### HOW TO COMPLETE THIS TASK:
Look through the records below and collect all lines that hold the string "crate".

### INFORMATION PROVIDED:
*** Block opens ***

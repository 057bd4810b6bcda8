//! Synthetic IPC activity engine.
//!
//! This crate simulates a plausible, internally consistent stream of
//! inter-process communication activity and derives dashboard-ready
//! views from it. There is no real IPC instrumentation anywhere; the
//! point is a deterministic, seedable data source for demoing and
//! load-testing dashboard UIs.
//!
//! # Architecture
//!
//! ```text
//! ┌─────────────────────────────────────────────────────┐
//! │                    driver (tick)                    │
//! │   ┌───────────┐   ┌────────────┐   ┌────────────┐   │
//! │   │  registry │──►│ generators │──►│  history   │   │
//! │   │ (fixed)   │   │ (seeded)   │   │ (bounded)  │   │
//! │   └───────────┘   └────────────┘   └─────┬──────┘   │
//! │                                          │          │
//! │                     ┌────────────────────▼───────┐  │
//! │                     │  aggregate + view (pure)   │  │
//! │                     └────────────────────────────┘  │
//! └─────────────────────────────────────────────────────┘
//! ```
//!
//! All randomness flows through an explicitly threaded, seeded
//! `ChaCha8Rng`: the same seed replays the same session. History is
//! bounded and most-recent-first; eviction is by insertion order (a
//! documented quirk, see [`history::HistoryStore`]). Aggregation and
//! the view model are pure functions of the current snapshot.

pub mod aggregate;
pub mod error;
pub mod generate;
pub mod history;
pub mod model;
pub mod registry;
pub mod view;

#[cfg(feature = "dashboard")]
pub mod dashboard;

pub use aggregate::{
    communication_edges, dashboard_stats, mechanism_distribution, CommEdge, DashboardStats,
    DistributionSlot,
};
pub use error::SimError;
pub use generate::{generate_event, generate_issue};
pub use history::{HistoryStore, EVENT_CAPACITY, ISSUE_CAPACITY};
pub use model::{
    EventStatus, IpcEvent, IpcMechanism, Issue, IssueKind, Process, ProcessStatus, Severity,
};
pub use registry::{ProcessRegistry, PROCESS_NAMES};
pub use view::{build_view, DashboardView, EventFilter, IssueRow, TimelineDot};

#[cfg(feature = "dashboard")]
pub use dashboard::{IpcDashboard, MetricPacket};
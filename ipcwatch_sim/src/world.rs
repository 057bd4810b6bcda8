//! SimWorld - the simulation driver container.
//!
//! Owns the registry, the rolling history, and the per-subsystem RNGs,
//! and advances them on a fixed 1-second base tick: an event is
//! injected on every event-interval boundary, and every issue-interval
//! boundary runs the resolution sweep plus a 30%-gated issue insertion.
//! Everything is synchronous and single-threaded; a tick completes
//! before anyone can observe the store.

use std::time::Duration;

use rand::{Rng, SeedableRng};
use rand_chacha::ChaCha8Rng;
use tracing::debug;

use ipcwatch_core::{
    build_view, dashboard_stats, generate_event, generate_issue, DashboardStats, DashboardView,
    EventFilter, HistoryStore, ProcessRegistry, SimError,
};

use crate::clock::SimClock;

/// Configuration for a simulation session.
#[derive(Debug, Clone)]
pub struct SimConfig {
    /// Master seed for determinism
    pub seed: u64,

    /// Number of simulated processes
    pub num_processes: usize,

    /// Seconds between event injections
    pub event_interval_secs: u64,

    /// Seconds between issue cycles (sweep + gated insertion)
    pub issue_interval_secs: u64,

    /// Events preloaded before the first tick
    pub initial_events: usize,

    /// Issues preloaded before the first tick
    pub initial_issues: usize,
}

impl Default for SimConfig {
    fn default() -> Self {
        Self {
            seed: 42,
            num_processes: 8,
            event_interval_secs: 2,
            issue_interval_secs: 5,
            initial_events: 30,
            initial_issues: 5,
        }
    }
}

/// Probability an issue cycle actually inserts a new issue.
const ISSUE_INSERT_P: f64 = 0.30;

/// What one tick did, for logging and run summaries.
#[derive(Debug, Clone, Copy, Default)]
pub struct TickReport {
    pub tick: u64,
    pub injected_event: bool,
    pub injected_issue: bool,
    pub resolved_issues: usize,
}

/// The SimWorld - container for one simulation session.
pub struct SimWorld {
    config: SimConfig,
    clock: SimClock,
    registry: ProcessRegistry,
    history: HistoryStore,

    /// RNG for event generation
    event_rng: ChaCha8Rng,

    /// RNG for issue generation and the resolution sweep
    issue_rng: ChaCha8Rng,

    tick_count: u64,
    events_generated: u64,
    issues_generated: u64,
    issues_resolved: u64,
}

impl SimWorld {
    /// Builds the registry and preloads history per the configuration.
    pub fn new(config: SimConfig) -> Result<Self, SimError> {
        // Derive separate seeds so one subsystem's draw order does not
        // perturb another's.
        let registry_seed = config.seed;
        let event_seed = config.seed.wrapping_mul(0x9e3779b97f4a7c15);
        let issue_seed = config.seed.wrapping_mul(0x517cc1b727220a95);

        let clock = SimClock::new();
        let mut registry_rng = ChaCha8Rng::seed_from_u64(registry_seed);
        let registry =
            ProcessRegistry::generate(config.num_processes, clock.now_ms(), &mut registry_rng)?;

        let mut world = Self {
            config,
            clock,
            registry,
            history: HistoryStore::new(),
            event_rng: ChaCha8Rng::seed_from_u64(event_seed),
            issue_rng: ChaCha8Rng::seed_from_u64(issue_seed),
            tick_count: 0,
            events_generated: 0,
            issues_generated: 0,
            issues_resolved: 0,
        };
        world.preload()?;
        Ok(world)
    }

    fn preload(&mut self) -> Result<(), SimError> {
        for _ in 0..self.config.initial_events {
            let event =
                generate_event(self.registry.processes(), self.clock.now_ms(), &mut self.event_rng)?;
            self.history.push_event(event);
            self.events_generated += 1;
        }
        for _ in 0..self.config.initial_issues {
            let issue =
                generate_issue(self.registry.processes(), self.clock.now_ms(), &mut self.issue_rng)?;
            self.history.push_issue(issue);
            self.issues_generated += 1;
        }
        Ok(())
    }

    /// Advances the session by one 1-second base tick.
    pub fn tick(&mut self) -> Result<TickReport, SimError> {
        self.clock.advance(Duration::from_secs(1));
        self.tick_count += 1;

        let mut report = TickReport {
            tick: self.tick_count,
            ..TickReport::default()
        };

        if self.tick_count % self.config.event_interval_secs == 0 {
            let event =
                generate_event(self.registry.processes(), self.clock.now_ms(), &mut self.event_rng)?;
            debug!(
                source = %event.source_name,
                target = %event.target_name,
                mechanism = event.mechanism.as_str(),
                "injected event"
            );
            self.history.push_event(event);
            self.events_generated += 1;
            report.injected_event = true;
        }

        if self.tick_count % self.config.issue_interval_secs == 0 {
            if self.issue_rng.gen::<f64>() < ISSUE_INSERT_P {
                let issue = generate_issue(
                    self.registry.processes(),
                    self.clock.now_ms(),
                    &mut self.issue_rng,
                )?;
                debug!(kind = issue.kind.as_str(), "injected issue");
                self.history.push_issue(issue);
                self.issues_generated += 1;
                report.injected_issue = true;
            }

            // The sweep runs every issue cycle, whether or not an issue
            // was inserted.
            let flipped = self.history.sweep_resolutions(&mut self.issue_rng);
            self.issues_resolved += flipped as u64;
            report.resolved_issues = flipped;
        }

        Ok(report)
    }

    /// Headline stats for the current snapshot.
    pub fn stats(&self) -> DashboardStats {
        dashboard_stats(&self.registry, &self.history)
    }

    /// Full view model for the current snapshot.
    pub fn view(&self, filter: &EventFilter) -> DashboardView {
        build_view(&self.registry, &self.history, filter)
    }

    pub fn registry(&self) -> &ProcessRegistry {
        &self.registry
    }

    pub fn history(&self) -> &HistoryStore {
        &self.history
    }

    pub fn config(&self) -> &SimConfig {
        &self.config
    }

    pub fn tick_count(&self) -> u64 {
        self.tick_count
    }

    pub fn uptime_secs(&self) -> u64 {
        self.clock.uptime_secs()
    }

    pub fn events_generated(&self) -> u64 {
        self.events_generated
    }

    pub fn issues_generated(&self) -> u64 {
        self.issues_generated
    }

    pub fn issues_resolved(&self) -> u64 {
        self.issues_resolved
    }
}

*** Block closes ***

### FINAL ANSWER:
//! This crate simulates a plausible, internally consistent stream of
use crate::clock::SimClock;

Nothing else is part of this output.